STORY: Birds chirp and lush trees sway in the wind – a scene of Caribbean tranquility.

But just outside this sleepy Cuban village - called Bejucal – is what the U.S. government suspects has long been an intelligence gathering facility that once hid Soviet nuclear warheads.

Now, large parabolic antennas are partially obscured by vegetation. And a sign nearby warns: "KEEP OUT, MILITARY ZONE."

The United States believes the base, just 116 miles from Florida’s Key West, is used to intercept U.S. electronic communications, according to a Federal Communications Commission document from November 2022.

And it's newly in focus after the Wall Street Journal, citing unnamed American officials, reported Washington was worried that China was working toward setting up a spy base in Cuba to better eavesdrop on the U.S.

The White House National Security Council did not respond to Reuters questions on whether Bejucal housed the alleged Chinese spy facilities, or whether it remained concerned about the site.

China on Monday denied the Journal reports. A foreign ministry spokesperson called the allegations a farce.

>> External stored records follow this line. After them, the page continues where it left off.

//! 序列化数组字段的严格解析.
//!
//! 只接受形如 `[1, 2.5, -3e2]` 或 `(1, 2, 3)` 的数字列表, 允许末尾逗号,
//! 其余任何内容都视为单行数据错误.

use crate::consts::MAX_LIST_LEN;
use crate::error::ListParseError;

/// 解析数字列表.
///
/// ```
/// use qc_berry::data::parse_number_list;
///
/// assert_eq!(parse_number_list("[0, 0, 0, 160, 300]").unwrap()[3], 160.0);
/// assert!(parse_number_list("__import__('os')").is_err());
/// ```
pub fn parse_number_list(s: &str) -> Result<Vec<f64>, ListParseError> {
    let s = s.trim();
    if s.is_empty() {
        return Err(ListParseError::Empty);
    }

    let inner = match (s.as_bytes()[0], s.as_bytes()[s.len() - 1]) {
        (b'[', b']') | (b'(', b')') if s.len() >= 2 => &s[1..s.len() - 1],
        _ => return Err(ListParseError::Unbracketed),
    };

    let inner = inner.trim();
    if inner.is_empty() {
        return Ok(Vec::new());
    }
    let inner = inner.strip_suffix(',').unwrap_or(inner);

    let mut ans = Vec::with_capacity(8);
    for item in inner.split(',') {
        if ans.len() == MAX_LIST_LEN {
            return Err(ListParseError::TooLong(MAX_LIST_LEN));
        }
        ans.push(parse_element(item.trim())?);
    }
    Ok(ans)
}

/// 取列表第 `index` 个元素.
#[inline]
pub fn nth(list: &[f64], index: usize) -> Result<f64, ListParseError> {
    list.get(index)
        .copied()
        .ok_or(ListParseError::TooShort(list.len(), index))
}

/// 将数字列表重新渲染为 [`parse_number_list`] 能接受的文本.
pub fn render_number_list<T: std::fmt::Display>(values: &[T]) -> String {
    use itertools::Itertools;
    format!("[{}]", values.iter().join(", "))
}

fn parse_element(item: &str) -> Result<f64, ListParseError> {
    // `f64::from_str` 会接受 "inf"/"nan" 等文本, 这里只放行普通数字.
    let plain = !item.is_empty()
        && item
            .bytes()
            .all(|b| b.is_ascii_digit() || matches!(b, b'+' | b'-' | b'.' | b'e' | b'E'))
        && item.bytes().any(|b| b.is_ascii_digit());
    if !plain {
        return Err(ListParseError::NotANumber(item.to_string()));
    }
    item.parse::<f64>()
        .map_err(|_| ListParseError::NotANumber(item.to_string()))
}

#[cfg(test)]
mod tests {
    use super::*;

    #[test]
    fn test_parse_plain_lists() {
        assert_eq!(
            parse_number_list("[0, 0, 0, 160, 300]").unwrap(),
            vec![0.0, 0.0, 0.0, 160.0, 300.0]
        );
        assert_eq!(
            parse_number_list(" (1.0, 2.5e1, -3,) ").unwrap(),
            vec![1.0, 25.0, -3.0]
        );
        assert_eq!(parse_number_list("[]").unwrap(), Vec::<f64>::new());
    }

    #[test]
    fn test_parse_rejects_malformed() {
        assert_eq!(parse_number_list(""), Err(ListParseError::Empty));
        assert_eq!(parse_number_list("1, 2"), Err(ListParseError::Unbracketed));
        assert_eq!(parse_number_list("[1, 2"), Err(ListParseError::Unbracketed));
        assert_eq!(
            parse_number_list("[1, nan]"),
            Err(ListParseError::NotANumber("nan".to_string()))
        );
        assert_eq!(
            parse_number_list("[1,,2]"),
            Err(ListParseError::NotANumber(String::new()))
        );
        assert!(parse_number_list("[1 2 3]").is_err());
        assert!(parse_number_list("[os.system('rm')]").is_err());

        let long = format!("[{}]", vec!["1"; MAX_LIST_LEN + 1].join(","));
        assert_eq!(
            parse_number_list(&long),
            Err(ListParseError::TooLong(MAX_LIST_LEN))
        );
    }

    #[test]
    fn test_list_len_matches_nifti_header() {
        assert_eq!(parse_number_list("[1, 2, 3, 4, 5, 6, 7, 8]").unwrap().len(), 8);
        assert_eq!(
            parse_number_list("[1, 2, 3, 4, 5, 6, 7, 8, 9]"),
            Err(ListParseError::TooLong(8))
        );
    }

    #[test]
    fn test_nth_and_render() {
        let v = parse_number_list("[1, 2]").unwrap();
        assert_eq!(nth(&v, 1), Ok(2.0));
        assert_eq!(nth(&v, 3), Err(ListParseError::TooShort(2, 3)));
        assert_eq!(render_number_list(&[3u16, 64, 64, 36]), "[3, 64, 64, 36]");
    }
}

The Biden Administration has shared few details. Here's Secretary of State Antony Blinken on Monday:

"With regard to Cuba, when this administration took office in January 2021, we were briefed on a number of sensitive efforts by Beijing around the world to expand their overseas logistics, basing collection infrastructure to allow them to project and sustain military power at a greater distance. (flash) Based on the information we have, the PRC conducted an upgrade of its intelligence collection facilities in Cuba in 2019.“

The communist-run government said Blinken’s assertions about a Chinese spy base in Cuba are false… and it has dismissed prior allegations as a U.S. fabrication meant to justify Washington's decades-old economic embargo against the island.

Perhaps unsurprisingly, local Cubans had little to say about the military site near town:

"I don't know, I know it's a military installation. You can't go there."

During the 1962 Cuban Missile Crisis, Bejucal gained notoriety after U.S. spy planes uncovered it as a hiding place for Soviet nuclear warheads.

Moscow backed down and removed the missiles, but it is widely regarded as the moment when the U.S. and Soviet Union came closest to nuclear confrontation.

But now, the small Communist-ruled island could once again be central in great-power rivalries.